The little Lulu comic strip first appeared in 1935 in the Saturday Evening Post. Lulu Moffat was created by illustrator Marjorie Hendersen Buell. From the start Lulu was clearly a headstrong little girl. Her debut comic showed her as a flower girl tossing banana peels down the aisle rather than flower petals.The little Lulu comic ran weekly until 1944.
Lulu is the leader of a group of girls that have formed a kind of club. She is very charming and kind, with the best of intentions, despite her tendencies towards the mischievous. Usually after the gang go on adventures, she saves the day. Lulu is clever and resourceful and typically outwits the boys. She can be feisty and is even an early feminist when confronted with outrages, like the ‘boys only’ club.
In her earliest form, she is a skinny little girl with the head of black ringlet curls, apparently similar to Marjorie Buell when she was a young girl.

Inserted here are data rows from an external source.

//! A scripted SPI host for unit tests.
//!
//! Rows are plain varlenas holding, per attribute, one null flag byte and
//! an 8-byte word.

use std::cell::{Cell, RefCell};
use std::rc::Rc;

use pgext_core::*;

pub(crate) struct ScriptedSpi {
    pub code: Cell<i32>,
    pub connect_code: Cell<i32>,
    pub processed: Cell<u64>,
    pub natts: Cell<usize>,
    rows: Option<Vec<Vec<Option<i64>>>>,
    table: RefCell<Option<Rc<SpiTupleTable>>>,
    pub connects: Cell<u32>,
    pub finishes: Cell<u32>,
    pub last_read_only: Cell<Option<bool>>,
    pub last_tcount: Cell<i64>,
}

impl ScriptedSpi {
    /// Every statement returns `code` and reports `processed` rows, with no
    /// result table.
    pub fn new(code: i32, processed: u64) -> Self {
        Self {
            code: Cell::new(code),
            connect_code: Cell::new(SPI_OK_CONNECT),
            processed: Cell::new(processed),
            natts: Cell::new(0),
            rows: None,
            table: RefCell::new(None),
            connects: Cell::new(0),
            finishes: Cell::new(0),
            last_read_only: Cell::new(None),
            last_tcount: Cell::new(0),
        }
    }

    /// Every statement is a select returning `rows` of int8 columns.
    pub fn with_rows(rows: &[&[Option<i64>]]) -> Self {
        let mut host = Self::new(SPI_OK_SELECT, rows.len() as u64);
        host.natts.set(rows.first().map_or(0, |r| r.len()));
        host.rows = Some(rows.iter().map(|r| r.to_vec()).collect());
        host
    }

    fn encode(row: &[Option<i64>]) -> HeapTuple {
        let mut payload = Vec::with_capacity(row.len() * 9);
        for value in row {
            payload.push(value.is_none() as u8);
            payload.extend_from_slice(&value.unwrap_or(0).to_le_bytes());
        }
        HeapTuple::from_varlena(Varlena::new_4b(&payload))
    }
}

impl SpiBackend for ScriptedSpi {
    fn spi_connect(&self) -> i32 {
        self.connects.set(self.connects.get() + 1);
        self.connect_code.get()
    }

    fn spi_execute(&self, _src: &str, read_only: bool, tcount: i64) -> i32 {
        self.last_read_only.set(Some(read_only));
        self.last_tcount.set(tcount);
        if let Some(rows) = &self.rows {
            let attrs = (0..self.natts.get())
                .map(|i| Attribute {
                    name: format!("c{}", i + 1),
                    type_id: type_oid::INT8,
                    typmod: -1,
                    len: 8,
                    by_val: true,
                    align: 8,
                })
                .collect();
            let desc = Rc::new(TupleDescData::new(type_oid::RECORD, 0, attrs, TUPDESC_NOT_REFCOUNTED));
            let vals = rows.iter().map(|r| Self::encode(r)).collect();
            *self.table.borrow_mut() = Some(Rc::new(SpiTupleTable { tupdesc: desc, vals }));
        }
        self.code.get()
    }

    fn spi_finish(&self) -> i32 {
        self.finishes.set(self.finishes.get() + 1);
        *self.table.borrow_mut() = None;
        SPI_OK_FINISH
    }

    fn spi_processed(&self) -> u64 {
        self.processed.get()
    }

    fn spi_tuptable(&self) -> Option<Rc<SpiTupleTable>> {
        self.table.borrow().clone()
    }
}

impl HeapAccess for ScriptedSpi {
    fn heap_form_tuple(&self, _desc: &TupleDescData, _values: &[Datum], _nulls: &[bool]) -> HeapTuple {
        unimplemented!("scripted SPI host does not form tuples")
    }

    fn heap_deform_tuple(
        &self,
        tuple: &HeapTuple,
        desc: &TupleDescData,
        values: &mut [Datum],
        nulls: &mut [bool],
    ) {
        for i in 0..desc.natts() {
            let (value, isnull) = self.fastgetattr(tuple, i as i32 + 1, desc);
            values[i] = value;
            nulls[i] = isnull;
        }
    }

    fn fastgetattr(&self, tuple: &HeapTuple, attnum: i32, _desc: &TupleDescData) -> (Datum, bool) {
        let at = (attnum as usize - 1) * 9;
        let payload = tuple.t_data.data_any();
        if payload[at] == 1 {
            return (Datum::NULL, true);
        }
        let word: [u8; 8] = payload[at + 1..at + 9].try_into().unwrap();
        (Datum::from_i64(i64::from_le_bytes(word)), false)
    }

    fn heap_tuple_header_get_datum(&self, _tuple: &HeapTuple) -> Datum {
        unimplemented!("scripted SPI host does not produce row datums")
    }
}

She is quoted as saying about her creation that she wanted a girl because, “a girl could get away with more fresh stunts that in a small boy would be boorish.” What is interesting is that Lulu is dressed rather skimpily: her dress is very short and held up by tiny, puffy sleeves. It is distinctly feminine, with ruffles around the edges, but almost more appropriate as a baby’s dressing gown than a little girl’s dress. Her long limbs coming forth make the dress appear shorter, but her undefined figure keeps her strictly in the realm of prepubescent childhood.